YOUR ASSIGNMENT: Wherever "anyhow" appears in the records below, copy the line that holds it.
________________
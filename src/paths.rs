use anyhow::Context;
use std::env;
use std::path::{Path, PathBuf};

fn home_dir() -> anyhow::Result<PathBuf> {
    // Minimal cross-platform-ish fallback without extra deps.
    // On Unix, HOME is standard. (Windows support can be expanded later.)
    let home = env::var_os("HOME").context("HOME is not set")?;
    Ok(PathBuf::from(home))
}

fn ensure_dir(path: &Path) -> anyhow::Result<PathBuf> {
    std::fs::create_dir_all(path)
        .with_context(|| format!("failed to create directory: {}", path.display()))?;
    Ok(path.to_path_buf())
}

fn genie_home() -> Option<PathBuf> {
    env::var_os("GENIE_HOME").map(PathBuf::from)
}

pub fn config_dir() -> anyhow::Result<PathBuf> {
    if let Some(base) = genie_home() {
        return ensure_dir(&base.join("config"));
    }

    if let Some(xdg) = env::var_os("XDG_CONFIG_HOME").map(PathBuf::from) {
        return ensure_dir(&xdg.join("genie"));
    }

    ensure_dir(&home_dir()?.join(".config").join("genie"))
}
________________
RESPONSE AREA:
use anyhow::Context;
fn home_dir() -> anyhow::Result<PathBuf> {
fn ensure_dir(path: &Path) -> anyhow::Result<PathBuf> {
pub fn config_dir() -> anyhow::Result<PathBuf> {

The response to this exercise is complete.